Basement is unfinished, 100 year old house. Basement floor is dirt and various crumbling sections of old concrete. Walls are rubble and cement and above grade brick.

I'm planning on leveling the floor with tamped gravel, putting down foam board, radiant tubing and then pouring concrete and then probably tile. Walls will be foamed with closed cell foam.

Foam company said to do the floor first, but I think you'd want to foam first and pour the concrete to the wall edge and the foam will provide expansion for the floor.

But I really don't know and maybe it doesn't matter.

Any ideas?

Ok, considering the comments below, here's my order of operations: This would create a fully thermal-sealed basement:

  1. Lay down gravel in the basement to level it. Tamp that down, mechanically.
  2. Lay down vapor barrier and then Foam board on the gravel basement floor, probably 3 inch.
  3. FOAM THE WALLS - connects all the way down to foam board.
  4. Wall mount the manifolds for radiant
  5. Lay down the radiant tube (wire mesh attached or template board attached)
  6. Pour concrete floor
  7. Install the boiler(s)
  • 1
    Nobody could answer this without knowing your climate.
    – DMoore
    Jan 13, 2019 at 6:21
  • climate is New England - very cold winters.
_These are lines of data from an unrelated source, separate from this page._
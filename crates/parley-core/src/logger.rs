// SPDX-FileCopyrightText: 2026 Parley Contributors
// SPDX-License-Identifier: MIT OR Apache-2.0

//! Prefixed, level-gated logger forwarding to `tracing`.
//!
//! The dispatcher owns one [`Logger`]; adapters receive children from
//! `Chat::logger(prefix)`. A logger at [`LogLevel::Silent`] emits nothing,
//! independent of the installed subscriber.

use std::fmt::Display;
use std::sync::Arc;

use serde::{Deserialize, Serialize};
use strum::{Display, EnumString};

/// Minimum level a [`Logger`] emits.
#[derive(
    Debug,
    Clone,
    Copy,
    PartialEq,
    Eq,
    PartialOrd,
    Ord,
    Default,
    Display,
    EnumString,
    Serialize,
    Deserialize,
)]
#[strum(serialize_all = "lowercase", ascii_case_insensitive)]
#[serde(rename_all = "lowercase")]
pub enum LogLevel {
    Debug,
    #[default]
    Info,
    Warn,
    Error,
    Silent,
}

#[derive(Debug, Clone)]
pub struct Logger {
    prefix: Arc<str>,
    level: LogLevel,
}

impl Logger {
    pub fn new(prefix: impl AsRef<str>, level: LogLevel) -> Self {
        Self {
            prefix: Arc::from(prefix.as_ref()),
            level,
        }
    }

    /// A logger that drops everything.
    pub fn silent() -> Self {
        Self::new("", LogLevel::Silent)
    }

    /// Returns a logger whose prefix is `"<parent>:<prefix>"`.
    pub fn child(&self, prefix: &str) -> Self {
        let prefix = if self.prefix.is_empty() {
            prefix.to_string()
        } else {
            format!("{}:{prefix}", self.prefix)
        };
        Self::new(prefix, self.level)
    }

    pub fn prefix(&self) -> &str {
        &self.prefix
    }

    pub fn level(&self) -> LogLevel {
        self.level
    }

    pub fn enabled(&self, level: LogLevel) -> bool {
        self.level != LogLevel::Silent && level != LogLevel::Silent && level >= self.level
    }

    pub fn debug(&self, message: impl Display) {
        if self.enabled(LogLevel::Debug) {
            tracing::debug!(logger = %self.prefix, "{message}");
        }
    }

    pub fn info(&self, message: impl Display) {
        if self.enabled(LogLevel::Info) {
            tracing::info!(logger = %self.prefix, "{message}");
        }
    }

    pub fn warn(&self, message: impl Display) {
        if self.enabled(LogLevel::Warn) {
            tracing::warn!(logger = %self.prefix, "{message}");
        }
    }

    pub fn error(&self, message: impl Display) {
        if self.enabled(LogLevel::Error) {
            tracing::error!(logger = %self.prefix, "{message}");
        }
    }
}

#[cfg(test)]
mod tests {
    use std::str::FromStr;

    use tracing_test::traced_test;

    use super::*;

    #[test]
    fn level_parses_case_insensitively() {
        assert_eq!(LogLevel::from_str("WARN").unwrap(), LogLevel::Warn);
        assert_eq!(LogLevel::from_str("silent").unwrap(), LogLevel::Silent);
        assert!(LogLevel::from_str("verbose").is_err());
        assert_eq!(LogLevel::Debug.to_string(), "debug");
    }

    #[test]
    fn threshold_filters_lower_levels() {
        let logger = Logger::new("chat", LogLevel::Warn);
        assert!(!logger.enabled(LogLevel::Info));
        assert!(logger.enabled(LogLevel::Warn));
        assert!(logger.enabled(LogLevel::Error));
        assert!(!Logger::silent().enabled(LogLevel::Error));
    }

    #[test]
    fn child_prefixes_nest() {
        let logger = Logger::new("chat", LogLevel::Debug);
        assert_eq!(logger.child("slack").prefix(), "chat:slack");
        assert_eq!(Logger::new("", LogLevel::Debug).child("slack").prefix(), "slack");
    }

    #[traced_test]
    #[test]
    fn silent_logger_emits_nothing() {
        Logger::silent().error("should never appear");
        Logger::new("chat", LogLevel::Info).warn("visible warning");
        assert!(!logs_contain("should never appear"));
        assert!(logs_contain("visible warning"));
    }
}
Lot of rain.
    – ssaltman
    Jan 27, 2019 at 15:52

2 Answers 2


Unless you plan on allowing your basement slab to experience extreme temperature swings, expansion isn't really an issue.

It's common to create thermal breaks where beneficial to energy efficiency, but that could simply be a strip of 3/4" foam around the bottom. You don't say how thick your wall insulation will be, but that's probably too much of a gap for the slab.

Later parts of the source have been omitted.